Androgen-glucocorticoid Mediation of Behavioral Variation
University Of Oklahoma Norman Campus, Norman OK
Investigators
Abstract
Understanding the physiological bases of behavioral and morphological variation is a major goal in biology. However, the continuous nature of much of the variation among individuals often makes such study difficult. This research will use sunfish to exploit the existence of two distinct types of males: a "typical" parental male type and a cuckolder male that exhibits a mosaic of male- and female-typical characters. Morphological differences between the two types of males are tightly correlated with divergence in reproductive behavior and both types of males are reproductively competent. This project will begin a systematic biochemical and behavioral examination of the role of androgens and glucocorticoids, and their interactions, in the expression of male behavioral and morphological variation.
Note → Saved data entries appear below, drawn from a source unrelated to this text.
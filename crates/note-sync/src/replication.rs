//! The replication capability the editing session is written against.
//!
//! [`crate::room::Room`] implements it over a Loro document shared through a
//! [`crate::transport::RoomTransport`]; [`crate::fallback::LocalBuffer`]
//! implements it for a single user with no transport at all. The persistence
//! side never sees which one is in use.

use crate::document::DocumentError;
use crate::participant_id::ParticipantId;
use crate::presence::{Presence, PresencePatch};
use crate::protocol::ProtocolError;
use crate::transport::TransportError;
use async_trait::async_trait;
use thiserror::Error;

/// Where a buffer transaction came from.
#[derive(Debug, Clone, Copy, PartialEq, Eq)]
pub enum Origin {
    /// This client's own input
    Local,
    /// Echoed from another participant
    Remote(ParticipantId),
    /// Initial document load: the join-time sync reply, or seeding the
    /// buffer from the persisted draft
    InitialSync,
}

/// One change to the shared buffer.
#[derive(Debug, Clone, PartialEq, Eq)]
pub struct Transaction {
    pub origin: Origin,
    /// Buffer content after the change
    pub content: String,
}

impl Transaction {
    pub fn new(origin: Origin, content: impl Into<String>) -> Self {
        Self {
            origin,
            content: content.into(),
        }
    }
}

/// Events a replica pushes to its session.
#[derive(Debug, Clone, PartialEq, Eq)]
pub enum ReplicaEvent {
    Transaction(Transaction),
    /// The roster of other participants changed
    PresenceChanged,
}

#[derive(Debug, Error)]
pub enum ReplicationError {
    #[error("Document error: {0}")]
    Document(#[from] DocumentError),

    #[error("Protocol error: {0}")]
    Protocol(#[from] ProtocolError),

    #[error("Replica has left the room")]
    Closed,
}

pub type Result<T> = std::result::Result<T, ReplicationError>;

/// Why a room could not be joined. Always recoverable by falling back to a
/// local buffer.
#[derive(Debug, Error)]
pub enum InitError {
    #[error("Transport error: {0}")]
    Transport(#[from] TransportError),

    #[error("Document error: {0}")]
    Document(#[from] DocumentError),

    #[error("Protocol error: {0}")]
    Protocol(#[from] ProtocolError),
}

/// A live, possibly shared, text buffer with presence.
#[async_trait]
pub trait Replication: Send + Sync {
    /// Current buffer value
    fn current_buffer(&self) -> String;

    /// Write the buffer as this user. Returns the local transaction, or
    /// `None` if the value is unchanged.
    fn mutate(&self, new_value: &str) -> Result<Option<Transaction>>;

    /// Load initial content (the persisted draft). Produces an
    /// `InitialSync` transaction, never a local one.
    fn seed(&self, content: &str) -> Result<Option<Transaction>>;

    /// Whether the buffer still needs seeding from the persisted draft,
    /// i.e. no other participant supplied the live document.
    fn needs_seed(&self) -> bool;

    /// Other connected participants
    fn presence(&self) -> Vec<Presence>;

    /// Our own presence
    fn own_presence(&self) -> Presence;

    /// Update and broadcast our own presence
    fn update_own_presence(&self, patch: PresencePatch);

    /// `false` for the single-user fallback
    fn is_replicated(&self) -> bool;

    /// Leave the room and stop background work
    async fn leave(&self);
}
These hormones are known across vertebrates to be important mediators of reproductive behavior and to play a central role in transducing information from various environmental stimuli. These studies will test hypotheses that differences in behavior between the two types of males are related to differences in two important components of steroid hormone action. The studies will determine 1) the activity of a major enzyme involved in androgen and glucocorticoid metabolism, 2) document morph and sex differences in tissue-specific activity of this and a related enzyme, 3) document in the brain and other tissues the expression of androgen and glucocorticoid receptors and these two steroidogenic enzymes, and 4) determine whether morphs differ in their sensitivity to a standardized stressor. Because many neuroendocrine mechanisms underlying behavior are conserved, the findings from the proposed studies of sunfish should be broadly applicable across vertebrates. The project will provide research training for students in a research program that integrates neuroendocrine studies with studies of behavior of animals in the field to understand the evolution of physiological mechanisms underlying behavior.